Wednesday, May 1, 2013

Visibility

     Perhaps one of the biggest, visible changes since I've started accepting and embracing the fact that, regardless of the label of my diagnosis, is that I've stopped working so hard to hide it. I rock in public more than ever and I stim, though still in predominantly socially acceptable ways, in public now. I'm learning that areas that I struggle in are actually because of my neurotype, not because everyone else just learned it more efficiently and skillfully than I managed to. Funnily enough, that actually took a lot of shame away from that for me. I'm a lot more open with asking questions or putting information out there. I'm terrible with accurately perceiving sarcasm, so I've started asking to make sure I don't end up spending hours later trying to analyze things. I'm paranoid that I'm bothering people and forcing them to hang out with me, so I've figured out that I can unobtrusively make sure I'm not "keeping someone." I'm open about the fact that I'm terrible with texting people first, but very committed to texting you back. It was also great to realize that my inability to innately grasp idioms is actually pretty common with others like me, because we end up picturing it literally. I always thought it was a personal failing that I worked desperately to cover up. Now, even just yesterday, I actually clarified with The Professor on two English idioms that he used that I was lost on. (Funnily, I'm great with ASL idioms, because they've actually been taught to me so I've memorized them as part of my vernacular.)
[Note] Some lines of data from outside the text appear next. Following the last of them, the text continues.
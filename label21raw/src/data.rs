//!
//! # Raw Layout Data Model
//!
//! Defines the primary structures for representation of hierarchical layout,
//! including [Library], [Cell], [Reference], and [Element].
//!

// Std-Lib
use std::collections::{HashMap, HashSet};

// Crates.io
use schemars::JsonSchema;
use serde::{Deserialize, Serialize};
use slotmap::{new_key_type, SlotMap};

// Local Imports
use crate::{
    bbox::{BoundBox, BoundBoxTrait},
    error::{LayoutError, LayoutResult},
    geom::{Point, Polygon, Transform, TransformTrait},
    utils::{DepOrder, DepOrderer},
};

// Create key-types for each internal type stored in [SlotMap]s
new_key_type! {
    /// Keys for [Cell] entries
    pub struct CellKey;
}

/// Distance Units Enumeration
#[derive(Debug, Clone, Copy, Serialize, Deserialize, JsonSchema, PartialEq, Eq)]
pub enum Units {
    /// Micrometers, or microns for we olde folke
    Micro,
    /// Nanometers
    Nano,
    /// Angstroms
    Angstrom,
    /// Picometers
    Pico,
}
impl Default for Units {
    /// Default units are microns
    fn default() -> Units {
        Units::Micro
    }
}

/// # Layer Specification
/// The (layer number, datatype) pair tagging every [Element].
#[derive(Debug, Default, Clone, Copy, Serialize, Deserialize, JsonSchema, PartialEq, Eq, Hash)]
pub struct LayerSpec {
    pub layernum: i16,
    pub datatype: i16,
}
impl LayerSpec {
    pub fn new(layernum: i16, datatype: i16) -> Self {
        Self { layernum, datatype }
    }
}
impl std::fmt::Display for LayerSpec {
    fn fmt(&self, f: &mut std::fmt::Formatter) -> std::fmt::Result {
        write!(f, "{}/{}", self.layernum, self.datatype)
    }
}
impl std::str::FromStr for LayerSpec {
    type Err = String;
    /// Parse from "layer/datatype" format, e.g. "66/0". A lone "66" implies datatype zero.
    fn from_str(s: &str) -> Result<Self, Self::Err> {
        let bad = || format!("Invalid layer `{}`, expected `layer/datatype`", s);
        let mut parts = s.trim().splitn(2, '/');
        let layernum = parts
            .next()
            .and_then(|p| p.trim().parse().ok())
            .ok_or_else(bad)?;
        let datatype = match parts.next() {
            Some(p) => p.trim().parse().map_err(|_| bad())?,
            None => 0,
        };
        Ok(Self { layernum, datatype })
    }
}

/// # Primitive Geometric Element
///
/// Primary unit of [Cell] content.
/// Combines a [Polygon] with its (layer, datatype) tag.
///
#[derive(Debug, Clone, Serialize, Deserialize, PartialEq)]
pub struct Element {
    /// Layer & Datatype
    pub layer: LayerSpec,
    /// Shape
    pub inner: Polygon,
}
impl Element {
    pub fn new(layer: LayerSpec, inner: Polygon) -> Self {
        Self { layer, inner }
    }
}
impl BoundBoxTrait for Element {
    fn bbox(&self) -> BoundBox {
        self.inner.bbox()
    }
}
impl TransformTrait for Element {
    fn transform(&self, trans: &Transform) -> Self {
        Self {
            layer: self.layer,
            inner: self.inner.transform(trans),
        }
    }
}

/// # Cell Reference
///
/// A placement of the [Cell] named `cell` inside another,
/// under the affine transform defined by its remaining fields.
/// Target identity is always a resolved cell name; see [crate::file] for resolution of index-based targets.
///
#[derive(Debug, Clone, Serialize, Deserialize, PartialEq)]
pub struct Reference {
    /// Target Cell Name
    pub cell: String,
    /// Location of `cell` origin
    pub origin: Point,
    /// Counter-clockwise rotation, in radians, applied after reflection and magnification
    pub rotation: f64,
    /// Scale factor. Must be finite and positive.
    pub magnification: f64,
    /// Reflection about the x-axis, applied first
    pub reflect_vert: bool,
}
impl Reference {
    /// Create a new [Reference] to `cell` at `origin`, with no rotation, reflection or scaling
    pub fn new(cell: impl Into<String>, origin: Point) -> Self {
        Self {
            cell: cell.into(),
            origin,
            rotation: 0.,
            magnification: 1.,
            reflect_vert: false,
        }
    }
    /// Builder-style setter for `rotation`
    pub fn rotated(mut self, rotation: f64) -> Self {
        self.rotation = rotation;
        self
    }
    /// Builder-style setter for `magnification`
    pub fn magnified(mut self, magnification: f64) -> Self {
        self.magnification = magnification;
        self
    }
    /// Builder-style setter for `reflect_vert`
    pub fn reflected(mut self, reflect_vert: bool) -> Self {
        self.reflect_vert = reflect_vert;
        self
    }
    /// Map `pt` from the referenced cell's local coordinates into the parent's.
    /// Reflects, then scales, then rotates (skipped for an angle of exactly zero), then translates.
    pub fn compose(&self, pt: Point) -> Point {
        let mut x = pt.x;
        let mut y = if self.reflect_vert { -pt.y } else { pt.y };
        x *= self.magnification;
        y *= self.magnification;
        if self.rotation != 0. {
            let (sin, cos) = self.rotation.sin_cos();
            let (rx, ry) = (x * cos - y * sin, x * sin + y * cos);
            x = rx;
            y = ry;
        }
        Point::new(x + self.origin.x, y + self.origin.y)
    }
    /// Inverse of [Reference::compose]: map `pt` from parent coordinates back into the referenced cell's.
    pub fn decompose(&self, pt: Point) -> Point {
        let mut x = pt.x - self.origin.x;
        let mut y = pt.y - self.origin.y;
        if self.rotation != 0. {
            let (sin, cos) = (-self.rotation).sin_cos();
            let (rx, ry) = (x * cos - y * sin, x * sin + y * cos);
            x = rx;
            y = ry;
        }
        x /= self.magnification;
        y /= self.magnification;
        if self.reflect_vert {
            y = -y;
        }
        Point::new(x, y)
    }
    /// Matrix-form of [Reference::compose], for cascading through hierarchy
    pub fn transform(&self) -> Transform {
        Transform::from_place(
            &self.origin,
            self.rotation,
            self.magnification,
            self.reflect_vert,
        )
    }
    /// Check our placement parameters are usable.
    /// Zero, negative, and non-finite magnifications are all rejected, never defaulted.
    pub fn validate(&self) -> LayoutResult<()> {
        if !(self.magnification.is_finite() && self.magnification > 0.) {
            return Err(LayoutError::invalid(format!(
                "Reference to `{}` at ({}, {}) has invalid magnification {}",
                self.cell, self.origin.x, self.origin.y, self.magnification
            )));
        }
        if !self.rotation.is_finite() || !self.origin.is_finite() {
            return Err(LayoutError::invalid(format!(
                "Reference to `{}` has non-finite placement",
                self.cell
            )));
        }
        Ok(())
    }
}

/// # Layout Cell
///
/// Named container of geometric [Element]s and [Reference]s to other cells.
/// Both lists retain their insertion order.
///
#[derive(Debug, Default, Clone, Serialize, Deserialize, PartialEq)]
pub struct Cell {
    /// Cell Name
    pub name: String,
    /// Primitive/ Geometric Elements
    pub elems: Vec<Element>,
    /// References to other Cells
    pub refs: Vec<Reference>,
}
impl Cell {
    /// Create a new and empty Cell named `name`
    pub fn new(name: impl Into<String>) -> Self {
        Self {
            name: name.into(),
            ..Default::default()
        }
    }
}

/// # Staged Label Geometry
///
/// Elements destined for cell `cell`, accumulated during a computation
/// and applied all at once by [Library::commit].
///
#[derive(Debug, Clone, Default, PartialEq)]
pub struct LabelStage {
    /// Destination Cell Name
    pub cell: String,
    /// Staged Elements
    pub elems: Vec<Element>,
}
impl LabelStage {
    pub fn new(cell: impl Into<String>) -> Self {
        Self {
            cell: cell.into(),
            elems: Vec::new(),
        }
    }
    /// Add `elems` to the stage
    pub fn extend(&mut self, elems: impl IntoIterator<Item = Element>) {
        self.elems.extend(elems)
    }
    pub fn len(&self) -> usize {
        self.elems.len()
    }
    pub fn is_empty(&self) -> bool {
        self.elems.is_empty()
    }
}

/// # Raw Layout Library
///
/// A snapshot of a hierarchical design: a collection of uniquely named [Cell]s.
/// Tracks which cells have been modified since load (or since the last [Library::clear_dirty]).
///
/// Cells are never removed, so iteration over `cells` follows insertion order.
///
#[derive(Debug, Clone, Default)]
pub struct Library {
    /// Library Name
    pub name: String,
    /// Distance Units
    pub units: Units,
    /// Cell Definitions
    cells: SlotMap<CellKey, Cell>,
    /// Name to key index
    names: HashMap<String, CellKey>,
    /// Cells modified by [Library::commit]
    dirty: HashSet<CellKey>,
}
impl Library {
    /// Create a new and empty Library
    pub fn new(name: impl Into<String>, units: Units) -> Self {
        Self {
            name: name.into(),
            units,
            ..Default::default()
        }
    }
    /// Add a [Cell]. Fails if a cell of the same name already exists.
    pub fn add_cell(&mut self, cell: Cell) -> LayoutResult<CellKey> {
        if self.names.contains_key(&cell.name) {
            return Err(LayoutError::invalid(format!(
                "Duplicate cell name `{}`",
                cell.name
            )));
        }
        let name = cell.name.clone();
        let key = self.cells.insert(cell);
        self.names.insert(name, key);
        Ok(key)
    }
    /// Get the key of the cell named `name`
    pub fn key(&self, name: &str) -> Option<CellKey> {
        self.names.get(name).copied()
    }
    /// Get the cell named `name`
    pub fn cell(&self, name: &str) -> Option<&Cell> {
        self.key(name).and_then(|k| self.cells.get(k))
    }
    /// Get the cell named `name`, or fail with [LayoutError::NotFound]
    pub fn try_cell(&self, name: &str) -> LayoutResult<&Cell> {
        self.cell(name)
            .ok_or_else(|| LayoutError::not_found(format!("Cell `{}` not in library", name)))
    }
    /// Iterate over all cells, in insertion order
    pub fn cells(&self) -> impl Iterator<Item = &Cell> {
        self.cells.values()
    }
    /// All cell names, in insertion order
    pub fn cell_names(&self) -> Vec<&str> {
        self.cells.values().map(|c| c.name.as_str()).collect()
    }
    pub fn len(&self) -> usize {
        self.cells.len()
    }
    pub fn is_empty(&self) -> bool {
        self.cells.is_empty()
    }
    /// Flatten the cell named `name`, resolving every nested [Reference]
    /// into absolute-coordinate [Element]s.
    pub fn flatten(&self, name: &str) -> LayoutResult<Vec<Element>> {
        let cell = self.try_cell(name)?;
        // Kick off recursive calls, with the identity-transform applied for the top-level cell
        let mut elems = Vec::new();
        let mut stack = Vec::new();
        self.flatten_helper(cell, &Transform::identity(), &mut elems, &mut stack)?;
        Ok(elems)
    }
    /// Internal helper and core logic for [Library::flatten].
    fn flatten_helper<'l>(
        &'l self,
        cell: &'l Cell,
        trans: &Transform,
        elems: &mut Vec<Element>,
        stack: &mut Vec<&'l str>,
    ) -> LayoutResult<()> {
        if stack.contains(&cell.name.as_str()) {
            return Err(LayoutError::invalid(format!(
                "Cell `{}` instantiates itself through {}",
                cell.name,
                stack.join(" -> ")
            )));
        }
        stack.push(&cell.name);
        // Transform each geometric element
        for elem in cell.elems.iter() {
            elems.push(elem.transform(trans));
        }
        // Visit all of `cell`'s references, recursively getting their elements
        for rf in cell.refs.iter() {
            rf.validate()?;
            let child = self.try_cell(&rf.cell)?;
            // Create a new [Transform], cascading the parent's and reference's
            let trans = Transform::cascade(trans, &rf.transform());
            self.flatten_helper(child, &trans, elems, stack)?;
        }
        stack.pop();
        Ok(())
    }
    /// Hierarchical bounding box of the cell named `name`.
    /// Empty if the cell (and everything it references) has no geometry.
    pub fn bbox(&self, name: &str) -> LayoutResult<BoundBox> {
        Ok(self.flatten(name)?.bbox())
    }
    /// Append all staged elements to their destination cell, and mark it dirty.
    /// Returns the number of elements added.
    pub fn commit(&mut self, stage: LabelStage) -> LayoutResult<usize> {
        let key = self
            .key(&stage.cell)
            .ok_or_else(|| LayoutError::not_found(format!("Cell `{}` not in library", stage.cell)))?;
        let cell = self
            .cells
            .get_mut(key)
            .ok_or_else(|| LayoutError::msg(format!("Stale key for cell `{}`", stage.cell)))?;
        let count = stage.elems.len();
        cell.elems.extend(stage.elems);
        if count > 0 {
            self.dirty.insert(key);
        }
        Ok(count)
    }
    /// Names of cells modified since load, in insertion order
    pub fn dirty(&self) -> Vec<&str> {
        self.cells
            .iter()
            .filter(|(k, _)| self.dirty.contains(k))
            .map(|(_, c)| c.name.as_str())
            .collect()
    }
    /// Boolean indication of whether cell `name` has been modified since load
    pub fn is_dirty(&self, name: &str) -> bool {
        self.key(name).map_or(false, |k| self.dirty.contains(&k))
    }
    /// Forget all modifications, e.g. after saving
    pub fn clear_dirty(&mut self) {
        self.dirty.clear();
    }
}

/// Dependency-ordering of [Cell]s, such that every cell follows all the cells it references.
/// Fails on unknown reference-targets and on cycles.
impl DepOrder for Library {
    type Item = CellKey;
    type Error = LayoutError;

    fn process(&self, item: &CellKey, orderer: &mut DepOrderer<Self>) -> LayoutResult<()> {
        let cell = self
            .cells
            .get(*item)
            .ok_or_else(|| LayoutError::msg("Invalid cell key"))?;
        for rf in cell.refs.iter() {
            let key = self.key(&rf.cell).ok_or_else(|| {
                LayoutError::not_found(format!("Cell `{}` not in library", rf.cell))
            })?;
            orderer.push(&key)?;
        }
        Ok(())
    }
    fn cycle(&self, item: &CellKey) -> LayoutError {
        let name = self.cells.get(*item).map_or("?", |c| c.name.as_str());
        LayoutError::invalid(format!("Cell `{}` instantiates itself", name))
    }
}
     I'm not sure this has necessarily made me more likeable or easy to hang around with (how many people really like the trans*guy with a service dog who makes weird facial expressions and spews out random information), but goodness has it made me significantly better at living now that a lot less of my energy is devoted to passing as completely normal. I can recognize those bizarre traits that I was ashamed of as not personal shortcomings, but markers of membership in a community of neurodiverse people. And, really, that's not so bad, even when I'm a little different than the norm.